Restate word for word every line from the one containing "if crc32(payload) as" to the last line of the records below.

#### DATASET EXTRACT

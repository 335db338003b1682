use std::mem::size_of;

use byteorder::LittleEndian;
use log::debug;
use zerocopy::byteorder::U64;
use zerocopy::{AsBytes, FromBytes, Unaligned};

use crate::checksum::crc32;
use crate::disk;
use crate::error::{DfsError, Result};
use crate::sb::Header;

/// Fixed part of a fragment; the payload fills the rest of its granule.
pub(crate) const FRAGMENT_HEADER_SIZE: usize = size_of::<RawFragment>();

#[repr(C)]
#[derive(AsBytes, FromBytes, Unaligned, Clone, Copy)]
struct RawFragment {
    /// Valid payload bytes.
    size: U64<LittleEndian>,
    /// CRC-32 of the valid payload bytes.
    checksum: U64<LittleEndian>,
    next: U64<LittleEndian>,
}

/// Payload bytes one granule can carry.
pub(crate) fn payload_capacity(granularity: u64) -> usize {
    granularity as usize - FRAGMENT_HEADER_SIZE
}

/// Fragments needed to hold `len` bytes. Empty content needs none.
pub(crate) fn fragments_needed(len: usize, capacity: usize) -> usize {
    (len + capacity - 1) / capacity
}

/// Writes `content` as a chain of fragments at `offsets`, one granule each,
/// in order. `offsets` must hold exactly as many entries as
/// [`fragments_needed`] reports.
pub(crate) fn write_chain(
    vol: &mut [u8],
    offsets: &[u64],
    content: &[u8],
    capacity: usize,
) -> Result<()> {
    debug_assert_eq!(offsets.len(), fragments_needed(content.len(), capacity));
    for (i, (chunk, &offset)) in content.chunks(capacity).zip(offsets).enumerate() {
        let next = offsets.get(i + 1).copied().unwrap_or(0);
        let raw = RawFragment {
            size: U64::new(chunk.len() as u64),
            checksum: U64::new(crc32(chunk) as u64),
            next: U64::new(next),
        };
        disk::write_at(vol, offset, &raw)?;
        disk::region_mut(vol, offset + FRAGMENT_HEADER_SIZE as u64, chunk.len())?
            .copy_from_slice(chunk);
        debug!("fragment of {} bytes at {} -> {}", chunk.len(), offset, next);
    }
    Ok(())
}

/// Reassembles the content of a file from the fragment chain starting at
/// `first`, truncated to `file_size`. Every payload is checked against its
/// stored checksum.
pub(crate) fn read_chain(header: &Header, vol: &[u8], first: u64, file_size: u64) -> Result<Vec<u8>> {
    let capacity = payload_capacity(header.granularity());
    let floor = header.bitmap_end() as u64;
    let mut content = Vec::new();
    let mut next = first;
    let mut hops = 0;

    while next != 0 && (content.len() as u64) < file_size {
        let offset = next;
        if hops >= header.granules() {
            return Err(DfsError::corrupt(offset, "fragment chain loops back on itself"));
        }
        if offset < floor {
            return Err(DfsError::corrupt(offset, "fragment points into the header"));
        }
        hops += 1;

        let raw: RawFragment = disk::read_at(vol, offset)?;
        let size = raw.size.get();
        if size > capacity as u64 {
            return Err(DfsError::corrupt(offset, "fragment larger than its granule"));
        }
        let payload = disk::region(vol, offset + FRAGMENT_HEADER_SIZE as u64, size as usize)?;
        if crc32(payload) as u64 != raw.checksum.get() {
            return Err(DfsError::ChecksumMismatch { offset });
        }
        content.extend_from_slice(payload);
        next = raw.next.get();
    }

    if (content.len() as u64) < file_size {
        return Err(DfsError::corrupt(first, "content shorter than the file size"));
    }
    content.truncate(file_size as usize);
    Ok(content)
}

########

REPLY
        if crc32(payload) as u64 != raw.checksum.get() {
            return Err(DfsError::ChecksumMismatch { offset });
        }
        content.extend_from_slice(payload);
        next = raw.next.get();
    }

    if (content.len() as u64) < file_size {
        return Err(DfsError::corrupt(first, "content shorter than the file size"));
    }
    content.truncate(file_size as usize);
    Ok(content)
}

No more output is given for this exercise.